╔══

use httpmock::prelude::*;
use reqpin::adapters::analytics::{ranking_query, AnalyticsProvider};
use reqpin::adapters::names_file::NamesFileProvider;
use reqpin::{
    BrokenModules, FetchPipeline, Generator, OnContractViolation, PinError, PipelineOptions,
    RegistryClient,
};
use std::collections::HashSet;
use std::time::Duration;
use tempfile::TempDir;

fn mock_found<'a>(server: &'a MockServer, name: &str, version: &str) -> httpmock::Mock<'a> {
    let path = format!("/pypi/{}/json", name);
    let version = version.to_string();
    server.mock(move |when, then| {
        when.method(GET).path(path);
        then.status(200)
            .header("Content-Type", "application/json")
            .json_body(serde_json::json!({
                "info": {"name": "ignored", "version": version},
                "urls": [{"filename": "pkg.tar.gz", "packagetype": "sdist"}]
            }));
    })
}

fn mock_scenario_registry(server: &MockServer) {
    mock_found(server, "alpha", "1.0");
    server.mock(|when, then| {
        when.method(GET).path("/pypi/beta/json");
        then.status(404);
    });
    mock_found(server, "gamma", "3.2");
    server.mock(|when, then| {
        when.method(GET).path("/pypi/delta/json");
        then.status(200)
            .json_body(serde_json::json!({"info": {"version": "0.0.0"}, "urls": []}));
    });
}

fn scenario_broken() -> BrokenModules {
    [("gamma".to_string(), "flaky build".to_string())]
        .into_iter()
        .collect()
}

fn line_set(content: &str) -> HashSet<String> {
    content.lines().map(str::to_string).collect()
}

fn expected(lines: &[&str]) -> HashSet<String> {
    lines.iter().map(|s| s.to_string()).collect()
}

fn registry(server: &MockServer) -> RegistryClient {
    RegistryClient::new(&server.base_url(), Duration::from_secs(5)).unwrap()
}

#[tokio::test]
async fn test_concrete_scenario_from_names_file() {
    let server = MockServer::start();
    mock_scenario_registry(&server);

    let temp_dir = TempDir::new().unwrap();
    let names_path = temp_dir.path().join("names.txt");
    std::fs::write(&names_path, "alpha\nbeta\ngamma\ndelta\n").unwrap();
    let output = temp_dir.path().join("requirements.txt");

    let pipeline = FetchPipeline::new(
        registry(&server),
        scenario_broken(),
        PipelineOptions::new(2, &output),
    );
    let generator = Generator::new(Box::new(NamesFileProvider::new(&names_path)), pipeline, 100);

    let summary = generator.run().await.unwrap();

    assert_eq!(summary.total, 4);
    assert_eq!(summary.accepted, 2);
    assert_eq!(summary.skipped, 2);
    assert_eq!(summary.written, 2);
    assert_eq!(summary.annotated, 1);
    assert_eq!(summary.workers, 2);

    let content = std::fs::read_to_string(&output).unwrap();
    assert!(content.ends_with('\n'));
    assert_eq!(
        line_set(&content),
        expected(&["alpha<=1.0", "# gamma<=3.2 # flaky build"])
    );
}

#[tokio::test]
async fn test_end_to_end_with_analytics_source() {
    let analytics = MockServer::start();
    let ranking = analytics.mock(|when, then| {
        when.method(GET)
            .path("/")
            .query_param("user", "play")
            .query_param("query", ranking_query(4 + 1));
        then.status(200)
            .header("Content-Type", "text/plain; charset=UTF-8")
            .body(r#"[["alpha","beta","gamma","delta"]]"#);
    });

    let registry_server = MockServer::start();
    mock_scenario_registry(&registry_server);

    let temp_dir = TempDir::new().unwrap();
    let output = temp_dir.path().join("requirements.txt");

    let broken = scenario_broken();
    let provider = AnalyticsProvider::new(reqwest::Client::new(), analytics.url("/"))
        .with_headroom(broken.len());
    let pipeline = FetchPipeline::new(
        registry(&registry_server),
        broken,
        PipelineOptions::new(3, &output),
    );

    let summary = Generator::new(Box::new(provider), pipeline, 4)
        .run()
        .await
        .unwrap();

    ranking.assert();
    assert_eq!(summary.total, 4);
    assert_eq!(
        line_set(&std::fs::read_to_string(&output).unwrap()),
        expected(&["alpha<=1.0", "# gamma<=3.2 # flaky build"])
    );
}

#[tokio::test]
async fn test_discovery_failure_starts_no_workers() {
    let analytics = MockServer::start();
    analytics.mock(|when, then| {
        when.method(GET).path("/");
        then.status(503);
    });

    let registry_server = MockServer::start();
    let lookups = registry_server.mock(|when, then| {
        when.method(GET);
        then.status(200);
    });

    let temp_dir = TempDir::new().unwrap();
    let output = temp_dir.path().join("requirements.txt");

    let provider = AnalyticsProvider::new(reqwest::Client::new(), analytics.url("/"));
    let pipeline = FetchPipeline::new(
        registry(&registry_server),
        BrokenModules::default(),
        PipelineOptions::new(2, &output),
    );

    let err = Generator::new(Box::new(provider), pipeline, 10)
        .run()
        .await
        .unwrap_err();

    assert!(matches!(err, PinError::DiscoveryFailed { status: 503, .. }));
    lookups.assert_hits(0);
    assert!(!output.exists());
}

#[tokio::test]
async fn test_every_package_is_requested_exactly_once() {
    let server = MockServer::start();
    let names: Vec<String> = (0..37).map(|i| format!("pkg-{}", i)).collect();
    let mocks: Vec<_> = names
        .iter()
        .map(|name| mock_found(&server, name, "1.0"))
        .collect();

    let temp_dir = TempDir::new().unwrap();
    let output = temp_dir.path().join("requirements.txt");
    let pipeline = FetchPipeline::new(
        registry(&server),
        BrokenModules::default(),
        PipelineOptions::new(5, &output),
    );

    let report = pipeline.run(names.clone()).await.unwrap();

    for mock in &mocks {
        mock.assert_hits(1);
    }
    assert_eq!(report.accepted(), 37);

    let content = std::fs::read_to_string(&output).unwrap();
    let lines: Vec<&str> = content.lines().collect();
    assert_eq!(lines.len(), 37);
    let unique: HashSet<&str> = lines.iter().copied().collect();
    assert_eq!(unique.len(), 37, "no package may appear twice");
}

#[tokio::test]
async fn test_repeated_runs_produce_the_same_line_set() {
    let server = MockServer::start();
    mock_scenario_registry(&server);
    let names: Vec<String> = ["alpha", "beta", "gamma", "delta"]
        .iter()
        .map(|s| s.to_string())
        .collect();

    let temp_dir = TempDir::new().unwrap();
    let mut runs = Vec::new();
    for (i, workers) in [1usize, 2, 4].into_iter().enumerate() {
        let output = temp_dir.path().join(format!("requirements-{}.txt", i));
        let pipeline = FetchPipeline::new(
            registry(&server),
            scenario_broken(),
            PipelineOptions::new(workers, &output),
        );
        pipeline.run(names.clone()).await.unwrap();
        runs.push(line_set(&std::fs::read_to_string(&output).unwrap()));
    }

    assert!(runs.windows(2).all(|pair| pair[0] == pair[1]));
}

#[tokio::test]
async fn test_skip_policy_tolerates_malformed_documents() {
    let server = MockServer::start();
    mock_found(&server, "alpha", "1.0");
    server.mock(|when, then| {
        when.method(GET).path("/pypi/odd/json");
        then.status(200).json_body(serde_json::json!({"urls": [{}]}));
    });

    let temp_dir = TempDir::new().unwrap();
    let output = temp_dir.path().join("requirements.txt");
    let pipeline = FetchPipeline::new(
        registry(&server),
        BrokenModules::default(),
        PipelineOptions::new(1, &output).with_on_violation(OnContractViolation::Skip),
    );

    let report = pipeline
        .run(vec!["odd".to_string(), "alpha".to_string()])
        .await
        .unwrap();

    assert_eq!(report.accepted(), 1);
    assert_eq!(report.skipped(), 1);
    assert_eq!(std::fs::read_to_string(&output).unwrap(), "alpha<=1.0\n");
}

#[tokio::test]
async fn test_slow_package_is_skipped_after_timeout() {
    let server = MockServer::start();
    mock_found(&server, "alpha", "1.0");
    server.mock(|when, then| {
        when.method(GET).path("/pypi/slow/json");
        then.status(200)
            .delay(Duration::from_millis(800))
            .json_body(serde_json::json!({"info": {"version": "9.9"}, "urls": [{}]}));
    });

    let temp_dir = TempDir::new().unwrap();
    let output = temp_dir.path().join("requirements.txt");
    let client = RegistryClient::new(&server.base_url(), Duration::from_millis(100)).unwrap();
    let pipeline = FetchPipeline::new(
        client,
        BrokenModules::default(),
        PipelineOptions::new(1, &output),
    );

    let report = pipeline
        .run(vec!["slow".to_string(), "alpha".to_string()])
        .await
        .unwrap();

    assert_eq!(report.skipped(), 1);
    assert_eq!(std::fs::read_to_string(&output).unwrap(), "alpha<=1.0\n");
}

╚══

*ABOUT THIS EXERCISE:* The string "urls" marks the lines to copy; report each of them from the data above.

*SOLUTION FOR THIS PROBLEM:*
                "urls": [{"filename": "pkg.tar.gz", "packagetype": "sdist"}]
            .json_body(serde_json::json!({"info": {"version": "0.0.0"}, "urls": []}));
        then.status(200).json_body(serde_json::json!({"urls": [{}]}));
            .json_body(serde_json::json!({"info": {"version": "9.9"}, "urls": [{}]}));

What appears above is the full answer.